** Opening Exercise data block **

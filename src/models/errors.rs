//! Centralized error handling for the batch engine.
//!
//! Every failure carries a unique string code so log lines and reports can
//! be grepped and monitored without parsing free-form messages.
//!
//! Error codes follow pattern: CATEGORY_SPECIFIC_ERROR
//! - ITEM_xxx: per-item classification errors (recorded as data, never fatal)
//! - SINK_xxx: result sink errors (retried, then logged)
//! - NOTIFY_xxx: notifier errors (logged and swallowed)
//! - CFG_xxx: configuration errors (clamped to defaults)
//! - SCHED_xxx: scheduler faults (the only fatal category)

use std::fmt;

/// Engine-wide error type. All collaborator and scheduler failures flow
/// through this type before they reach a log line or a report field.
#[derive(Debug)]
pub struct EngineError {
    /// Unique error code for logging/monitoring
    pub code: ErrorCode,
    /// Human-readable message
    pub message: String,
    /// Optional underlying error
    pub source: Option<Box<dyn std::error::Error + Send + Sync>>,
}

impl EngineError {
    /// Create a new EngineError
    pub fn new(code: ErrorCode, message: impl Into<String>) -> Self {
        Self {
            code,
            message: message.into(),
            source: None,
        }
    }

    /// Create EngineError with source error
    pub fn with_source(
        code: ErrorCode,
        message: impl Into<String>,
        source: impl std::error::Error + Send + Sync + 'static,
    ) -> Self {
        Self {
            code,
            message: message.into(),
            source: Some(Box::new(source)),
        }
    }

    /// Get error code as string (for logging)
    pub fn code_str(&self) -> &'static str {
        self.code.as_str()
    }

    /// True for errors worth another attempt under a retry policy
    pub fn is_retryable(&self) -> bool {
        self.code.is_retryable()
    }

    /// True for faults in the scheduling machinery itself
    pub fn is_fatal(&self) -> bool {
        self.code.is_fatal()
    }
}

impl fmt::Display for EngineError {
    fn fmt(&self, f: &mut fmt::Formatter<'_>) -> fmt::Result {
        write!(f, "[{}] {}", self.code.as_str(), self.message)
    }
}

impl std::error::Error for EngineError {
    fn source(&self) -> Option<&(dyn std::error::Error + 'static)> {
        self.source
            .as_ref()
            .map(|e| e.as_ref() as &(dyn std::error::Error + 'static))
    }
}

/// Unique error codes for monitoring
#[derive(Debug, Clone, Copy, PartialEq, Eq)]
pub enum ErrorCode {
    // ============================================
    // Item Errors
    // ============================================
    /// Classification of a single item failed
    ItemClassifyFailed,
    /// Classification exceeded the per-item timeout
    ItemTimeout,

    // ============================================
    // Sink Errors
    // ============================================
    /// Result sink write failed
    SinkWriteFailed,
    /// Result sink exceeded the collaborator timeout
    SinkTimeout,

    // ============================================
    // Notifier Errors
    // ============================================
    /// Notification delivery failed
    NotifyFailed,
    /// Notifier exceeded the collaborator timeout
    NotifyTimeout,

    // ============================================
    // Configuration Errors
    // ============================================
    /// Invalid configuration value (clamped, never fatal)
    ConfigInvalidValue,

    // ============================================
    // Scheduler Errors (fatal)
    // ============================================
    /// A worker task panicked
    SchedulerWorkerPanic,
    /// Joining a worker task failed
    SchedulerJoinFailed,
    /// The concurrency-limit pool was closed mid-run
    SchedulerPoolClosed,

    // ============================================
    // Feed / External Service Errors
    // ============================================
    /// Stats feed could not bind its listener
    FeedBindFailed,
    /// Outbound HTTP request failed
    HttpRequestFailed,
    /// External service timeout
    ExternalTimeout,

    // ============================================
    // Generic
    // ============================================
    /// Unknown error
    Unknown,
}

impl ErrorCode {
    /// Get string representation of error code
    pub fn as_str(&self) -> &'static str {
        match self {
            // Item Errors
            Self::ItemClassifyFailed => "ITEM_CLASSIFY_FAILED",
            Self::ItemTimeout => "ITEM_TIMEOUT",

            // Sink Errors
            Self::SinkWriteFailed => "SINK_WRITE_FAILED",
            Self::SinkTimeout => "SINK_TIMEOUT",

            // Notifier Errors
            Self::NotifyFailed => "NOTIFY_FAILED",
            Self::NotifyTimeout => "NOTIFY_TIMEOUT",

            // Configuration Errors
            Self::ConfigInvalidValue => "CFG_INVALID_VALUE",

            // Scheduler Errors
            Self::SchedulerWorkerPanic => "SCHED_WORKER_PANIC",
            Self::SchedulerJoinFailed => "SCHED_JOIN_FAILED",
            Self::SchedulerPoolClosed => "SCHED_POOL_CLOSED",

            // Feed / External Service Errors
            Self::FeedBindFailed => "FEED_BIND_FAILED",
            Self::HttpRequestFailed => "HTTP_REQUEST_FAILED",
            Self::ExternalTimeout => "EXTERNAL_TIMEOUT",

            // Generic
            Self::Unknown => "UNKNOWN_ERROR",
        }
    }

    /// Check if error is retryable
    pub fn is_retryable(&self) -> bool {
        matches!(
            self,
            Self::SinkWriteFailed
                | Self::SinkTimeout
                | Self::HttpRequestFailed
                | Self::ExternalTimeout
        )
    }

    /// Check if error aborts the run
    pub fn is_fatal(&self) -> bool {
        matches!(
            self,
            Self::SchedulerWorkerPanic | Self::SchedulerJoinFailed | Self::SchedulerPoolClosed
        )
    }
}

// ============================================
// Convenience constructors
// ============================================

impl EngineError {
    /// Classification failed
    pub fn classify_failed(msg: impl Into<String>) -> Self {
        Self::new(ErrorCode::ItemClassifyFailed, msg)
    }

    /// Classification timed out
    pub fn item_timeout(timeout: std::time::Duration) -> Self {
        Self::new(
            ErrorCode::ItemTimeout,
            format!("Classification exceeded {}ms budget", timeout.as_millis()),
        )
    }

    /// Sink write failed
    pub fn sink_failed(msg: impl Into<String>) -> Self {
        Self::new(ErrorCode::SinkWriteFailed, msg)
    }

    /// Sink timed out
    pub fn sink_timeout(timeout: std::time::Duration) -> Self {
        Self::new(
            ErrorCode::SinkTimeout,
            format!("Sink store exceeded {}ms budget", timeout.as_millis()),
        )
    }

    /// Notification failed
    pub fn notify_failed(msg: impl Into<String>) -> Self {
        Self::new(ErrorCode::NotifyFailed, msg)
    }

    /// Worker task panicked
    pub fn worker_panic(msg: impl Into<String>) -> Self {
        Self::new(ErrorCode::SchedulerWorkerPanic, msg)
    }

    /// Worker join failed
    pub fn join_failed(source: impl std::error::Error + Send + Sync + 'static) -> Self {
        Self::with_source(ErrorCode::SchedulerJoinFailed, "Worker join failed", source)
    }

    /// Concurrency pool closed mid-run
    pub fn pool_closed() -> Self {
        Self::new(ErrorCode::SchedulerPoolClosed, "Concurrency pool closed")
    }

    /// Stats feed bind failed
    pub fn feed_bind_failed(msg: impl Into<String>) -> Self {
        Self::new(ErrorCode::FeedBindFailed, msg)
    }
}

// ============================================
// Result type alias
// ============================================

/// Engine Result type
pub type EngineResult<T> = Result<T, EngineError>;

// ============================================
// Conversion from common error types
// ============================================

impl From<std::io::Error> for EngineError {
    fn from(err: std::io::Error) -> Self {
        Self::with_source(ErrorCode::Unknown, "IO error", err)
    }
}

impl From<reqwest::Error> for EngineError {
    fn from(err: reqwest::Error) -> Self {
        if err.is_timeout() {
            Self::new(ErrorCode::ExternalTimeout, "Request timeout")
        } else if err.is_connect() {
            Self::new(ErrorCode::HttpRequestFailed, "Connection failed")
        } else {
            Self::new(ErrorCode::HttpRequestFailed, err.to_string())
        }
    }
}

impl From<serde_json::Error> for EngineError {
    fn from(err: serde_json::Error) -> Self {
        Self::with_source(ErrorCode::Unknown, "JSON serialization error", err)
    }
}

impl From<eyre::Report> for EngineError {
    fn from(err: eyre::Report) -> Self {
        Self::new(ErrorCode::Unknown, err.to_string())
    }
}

** Closing Exercise data block **

● **Task goal**
Each entry above is to be copied out exactly.

● **Output**
filename src/models/errors.rs
//! Centralized error handling for the batch engine.
//!
//! Every failure carries a unique string code so log lines and reports can
//! be grepped and monitored without parsing free-form messages.
//!
//! Error codes follow pattern: CATEGORY_SPECIFIC_ERROR
//! - ITEM_xxx: per-item classification errors (recorded as data, never fatal)
//! - SINK_xxx: result sink errors (retried, then logged)
//! - NOTIFY_xxx: notifier errors (logged and swallowed)
//! - CFG_xxx: configuration errors (clamped to defaults)
//! - SCHED_xxx: scheduler faults (the only fatal category)

use std::fmt;

/// Engine-wide error type. All collaborator and scheduler failures flow
/// through this type before they reach a log line or a report field.
#[derive(Debug)]
pub struct EngineError {
    /// Unique error code for logging/monitoring
    pub code: ErrorCode,
    /// Human-readable message
    pub message: String,
    /// Optional underlying error
    pub source: Option<Box<dyn std::error::Error + Send + Sync>>,
}

impl EngineError {
    /// Create a new EngineError
    pub fn new(code: ErrorCode, message: impl Into<String>) -> Self {
        Self {
            code,
            message: message.into(),
            source: None,
        }
    }

    /// Create EngineError with source error
    pub fn with_source(
        code: ErrorCode,
        message: impl Into<String>,
        source: impl std::error::Error + Send + Sync + 'static,
    ) -> Self {
        Self {
            code,
            message: message.into(),
            source: Some(Box::new(source)),
        }
    }

    /// Get error code as string (for logging)
    pub fn code_str(&self) -> &'static str {
        self.code.as_str()
    }

    /// True for errors worth another attempt under a retry policy
    pub fn is_retryable(&self) -> bool {
        self.code.is_retryable()
    }

    /// True for faults in the scheduling machinery itself
    pub fn is_fatal(&self) -> bool {
        self.code.is_fatal()
    }
}

impl fmt::Display for EngineError {
    fn fmt(&self, f: &mut fmt::Formatter<'_>) -> fmt::Result {
        write!(f, "[{}] {}", self.code.as_str(), self.message)
    }
}

impl std::error::Error for EngineError {
    fn source(&self) -> Option<&(dyn std::error::Error + 'static)> {
        self.source
            .as_ref()
            .map(|e| e.as_ref() as &(dyn std::error::Error + 'static))
    }
}

/// Unique error codes for monitoring
#[derive(Debug, Clone, Copy, PartialEq, Eq)]
pub enum ErrorCode {
    // ============================================
    // Item Errors
    // ============================================
    /// Classification of a single item failed
    ItemClassifyFailed,
    /// Classification exceeded the per-item timeout
    ItemTimeout,

    // ============================================
    // Sink Errors
    // ============================================
    /// Result sink write failed
    SinkWriteFailed,
    /// Result sink exceeded the collaborator timeout
    SinkTimeout,

    // ============================================
    // Notifier Errors
    // ============================================
    /// Notification delivery failed
    NotifyFailed,
    /// Notifier exceeded the collaborator timeout
    NotifyTimeout,

    // ============================================
    // Configuration Errors
    // ============================================
    /// Invalid configuration value (clamped, never fatal)
    ConfigInvalidValue,

    // ============================================
    // Scheduler Errors (fatal)
    // ============================================
    /// A worker task panicked
    SchedulerWorkerPanic,
    /// Joining a worker task failed
    SchedulerJoinFailed,
    /// The concurrency-limit pool was closed mid-run
    SchedulerPoolClosed,

    // ============================================
    // Feed / External Service Errors
    // ============================================
    /// Stats feed could not bind its listener
    FeedBindFailed,
    /// Outbound HTTP request failed
    HttpRequestFailed,
    /// External service timeout
    ExternalTimeout,

    // ============================================
    // Generic
    // ============================================
    /// Unknown error
    Unknown,
}

impl ErrorCode {
    /// Get string representation of error code
    pub fn as_str(&self) -> &'static str {
        match self {
            // Item Errors
            Self::ItemClassifyFailed => "ITEM_CLASSIFY_FAILED",
            Self::ItemTimeout => "ITEM_TIMEOUT",

            // Sink Errors
            Self::SinkWriteFailed => "SINK_WRITE_FAILED",
            Self::SinkTimeout => "SINK_TIMEOUT",

            // Notifier Errors
            Self::NotifyFailed => "NOTIFY_FAILED",
            Self::NotifyTimeout => "NOTIFY_TIMEOUT",

            // Configuration Errors
            Self::ConfigInvalidValue => "CFG_INVALID_VALUE",

            // Scheduler Errors
            Self::SchedulerWorkerPanic => "SCHED_WORKER_PANIC",
            Self::SchedulerJoinFailed => "SCHED_JOIN_FAILED",
            Self::SchedulerPoolClosed => "SCHED_POOL_CLOSED",

            // Feed / External Service Errors
            Self::FeedBindFailed => "FEED_BIND_FAILED",
            Self::HttpRequestFailed => "HTTP_REQUEST_FAILED",
            Self::ExternalTimeout => "EXTERNAL_TIMEOUT",

            // Generic
            Self::Unknown => "UNKNOWN_ERROR",
        }
    }

    /// Check if error is retryable
    pub fn is_retryable(&self) -> bool {
        matches!(
            self,
            Self::SinkWriteFailed
                | Self::SinkTimeout
                | Self::HttpRequestFailed
                | Self::ExternalTimeout
        )
    }

    /// Check if error aborts the run
    pub fn is_fatal(&self) -> bool {
        matches!(
            self,
            Self::SchedulerWorkerPanic | Self::SchedulerJoinFailed | Self::SchedulerPoolClosed
        )
    }
}

// ============================================
// Convenience constructors
// ============================================

impl EngineError {
    /// Classification failed
    pub fn classify_failed(msg: impl Into<String>) -> Self {
        Self::new(ErrorCode::ItemClassifyFailed, msg)
    }

    /// Classification timed out
    pub fn item_timeout(timeout: std::time::Duration) -> Self {
        Self::new(
            ErrorCode::ItemTimeout,
            format!("Classification exceeded {}ms budget", timeout.as_millis()),
        )
    }

    /// Sink write failed
    pub fn sink_failed(msg: impl Into<String>) -> Self {
        Self::new(ErrorCode::SinkWriteFailed, msg)
    }

    /// Sink timed out
    pub fn sink_timeout(timeout: std::time::Duration) -> Self {
        Self::new(
            ErrorCode::SinkTimeout,
            format!("Sink store exceeded {}ms budget", timeout.as_millis()),
        )
    }

    /// Notification failed
    pub fn notify_failed(msg: impl Into<String>) -> Self {
        Self::new(ErrorCode::NotifyFailed, msg)
    }

    /// Worker task panicked
    pub fn worker_panic(msg: impl Into<String>) -> Self {
        Self::new(ErrorCode::SchedulerWorkerPanic, msg)
    }

    /// Worker join failed
    pub fn join_failed(source: impl std::error::Error + Send + Sync + 'static) -> Self {
        Self::with_source(ErrorCode::SchedulerJoinFailed, "Worker join failed", source)
    }

    /// Concurrency pool closed mid-run
    pub fn pool_closed() -> Self {
        Self::new(ErrorCode::SchedulerPoolClosed, "Concurrency pool closed")
    }

    /// Stats feed bind failed
    pub fn feed_bind_failed(msg: impl Into<String>) -> Self {
        Self::new(ErrorCode::FeedBindFailed, msg)
    }
}

// ============================================
// Result type alias
// ============================================

/// Engine Result type
pub type EngineResult<T> = Result<T, EngineError>;

// ============================================
// Conversion from common error types
// ============================================

impl From<std::io::Error> for EngineError {
    fn from(err: std::io::Error) -> Self {
        Self::with_source(ErrorCode::Unknown, "IO error", err)
    }
}

impl From<reqwest::Error> for EngineError {
    fn from(err: reqwest::Error) -> Self {
        if err.is_timeout() {
            Self::new(ErrorCode::ExternalTimeout, "Request timeout")
        } else if err.is_connect() {
            Self::new(ErrorCode::HttpRequestFailed, "Connection failed")
        } else {
            Self::new(ErrorCode::HttpRequestFailed, err.to_string())
        }
    }
}

impl From<serde_json::Error> for EngineError {
    fn from(err: serde_json::Error) -> Self {
        Self::with_source(ErrorCode::Unknown, "JSON serialization error", err)
    }
}

impl From<eyre::Report> for EngineError {
    fn from(err: eyre::Report) -> Self {
        Self::new(ErrorCode::Unknown, err.to_string())
    }
}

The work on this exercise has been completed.